Just because you’ve decided not to move forward with a candidate doesn’t mean they don’t deserve respect. At the very minimum, let them know you’ve decided to move in another direction. (You’d be surprised how many rejected candidates never hear back at all!) Go above and beyond by calling them on the phone or taking them out to coffee, and share meaningful feedback from hiring managers so they know how to improve for next time.

First day:

7. Don’t make it a procedure.

Focus on personal connections on day one — not paperwork and benefits presentations. Those things are necessary, but if they can wait until later in the week, do so. Instead, think about what you can do to immediately make new hires feel like a part of the team. Hang a welcome sign on their desk with some company swag. Schedule lunch with the team. Introduce them with a company-wide email.

Onboarding and beyond:

8. Celebrate milestones.

How can you celebrate wins to bolster your company culture? When you achieve goals, does everyone know how they contributed to that win? Acknowledge hard work, give employees a shout-out by name when they succeed, and plan celebrations when you hit huge milestones.
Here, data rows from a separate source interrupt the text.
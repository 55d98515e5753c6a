use rand::{seq::SliceRandom, Rng};

use super::Row;

/// Index of the largest value; the first one wins on ties. Empty input gives 0.
pub fn argmax(values: &[f64]) -> usize {
  let mut best = 0;
  for (i, &v) in values.iter().enumerate() {
    if v > values[best] {
      best = i;
    }
  }
  best
}

/// Splits rows into `(train, test)` with `ratio` of them in the first part.
/// Rows are shuffled first when an rng is given.
pub fn split_dataset<R: Rng + ?Sized>(mut rows: Vec<Row>, ratio: f64, rng: Option<&mut R>) -> (Vec<Row>, Vec<Row>) {
  if let Some(rng) = rng {
    rows.shuffle(rng);
  }
  let splitting_point = ((rows.len() as f64 * ratio.clamp(0.0, 1.0)) as usize).min(rows.len());
  let test = rows.split_off(splitting_point);
  (rows, test)
}

#[cfg(test)]
mod tests {
  use rand::{rngs::StdRng, SeedableRng};

  use super::*;

  fn rows(n: usize) -> Vec<Row> {
    (0..n)
      .map(|label| Row {
        label,
        pixels: vec![label as f64],
      })
      .collect()
  }

  #[test]
  fn test_argmax_first_maximum() {
    assert_eq!(argmax(&[0.1, 0.7, 0.7, 0.2]), 1);
    assert_eq!(argmax(&[0.9]), 0);
    assert_eq!(argmax(&[]), 0);
  }

  #[test]
  fn test_split_keeps_order_without_rng() {
    let (train, test) = split_dataset::<StdRng>(rows(10), 0.8, None);
    assert_eq!(train.len(), 8);
    assert_eq!(test.len(), 2);
    assert_eq!(test[0].label, 8);
  }

  #[test]
  fn test_split_shuffled_is_a_partition() {
    let mut rng = StdRng::seed_from_u64(5);
    let (train, test) = split_dataset(rows(10), 0.5, Some(&mut rng));
    let mut labels: Vec<usize> = train.iter().chain(&test).map(|r| r.label).collect();
    labels.sort_unstable();
    assert_eq!(labels, (0..10).collect::<Vec<_>>());
    assert_eq!(train.len(), 5);
  }

  #[test]
  fn test_split_ratio_clamped() {
    let (train, test) = split_dataset::<StdRng>(rows(4), 1.5, None);
    assert_eq!((train.len(), test.len()), (4, 0));
  }
}
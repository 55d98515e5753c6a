//! Minimal RESP (REdis Serialization Protocol) codec: commands out, replies in.

use std::io::{self, BufRead, Read};

/// Largest bulk string a server may send.
const MAX_BULK_LEN: usize = 512 * 1024 * 1024;

#[derive(Debug, Clone, PartialEq, Eq)]
pub enum Reply {
  Status(String),
  Error(String),
  Integer(i64),
  /// `None` is the nil bulk string (`$-1`).
  Bulk(Option<Vec<u8>>),
  Array(Option<Vec<Reply>>),
}

/// Encodes a command as an array of bulk strings.
pub fn encode_command(args: &[&[u8]]) -> Vec<u8> {
  let mut out = format!("*{}\r\n", args.len()).into_bytes();
  for arg in args {
    out.extend_from_slice(format!("${}\r\n", arg.len()).as_bytes());
    out.extend_from_slice(arg);
    out.extend_from_slice(b"\r\n");
  }
  out
}

pub fn read_reply<R: BufRead>(r: &mut R) -> io::Result<Reply> {
  let line = read_line(r)?;
  let (kind, rest) = line.split_at(1);
  match kind {
    "+" => Ok(Reply::Status(rest.to_string())),
    "-" => Ok(Reply::Error(rest.to_string())),
    ":" => Ok(Reply::Integer(parse_int(rest)?)),
    "$" => match parse_int(rest)? {
      -1 => Ok(Reply::Bulk(None)),
      len => {
        let len = usize::try_from(len)
          .ok()
          .filter(|&l| l <= MAX_BULK_LEN)
          .ok_or_else(|| invalid(format!("bad bulk length {}", len)))?;
        let mut data = vec![0; len];
        r.read_exact(&mut data)?;
        let mut crlf = [0; 2];
        r.read_exact(&mut crlf)?;
        if &crlf != b"\r\n" {
          return Err(invalid("bulk string not terminated by CRLF"));
        }
        Ok(Reply::Bulk(Some(data)))
      }
    },
    "*" => match parse_int(rest)? {
      -1 => Ok(Reply::Array(None)),
      n if n < 0 => Err(invalid(format!("bad array length {}", n))),
      n => (0..n).map(|_| read_reply(r)).collect::<io::Result<Vec<_>>>().map(|v| Reply::Array(Some(v))),
    },
    other => Err(invalid(format!("unknown reply type {:?}", other))),
  }
}

fn read_line<R: BufRead>(r: &mut R) -> io::Result<String> {
  let mut buf = Vec::new();
  if r.read_until(b'\n', &mut buf)? == 0 {
    return Err(io::Error::new(io::ErrorKind::UnexpectedEof, "connection closed"));
  }
  if !buf.ends_with(b"\r\n") || buf.len() < 3 {
    return Err(invalid("reply line not terminated by CRLF"));
  }
  buf.truncate(buf.len() - 2);
  String::from_utf8(buf).map_err(|_| invalid("reply line is not utf-8"))
}

fn parse_int(s: &str) -> io::Result<i64> {
  s.parse().map_err(|_| invalid(format!("bad integer {:?}", s)))
}

fn invalid(msg: impl Into<String>) -> io::Error {
  io::Error::new(io::ErrorKind::InvalidData, msg.into())
}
The candidate experience is about much more than getting them in the door. It’s about taking care of employees once they’re hired, and giving them an opportunity to thrive and contribute. And when you properly tend to your talent, you’ll reap the benefits: your candidate pool will be higher quality, you’ll boost retention and reduce hiring costs, and employee engagement will improve. Let’s create an experience designed for the entire talent lifecycle, and change how we candidates find jobs and how we find the talent we need to thrive.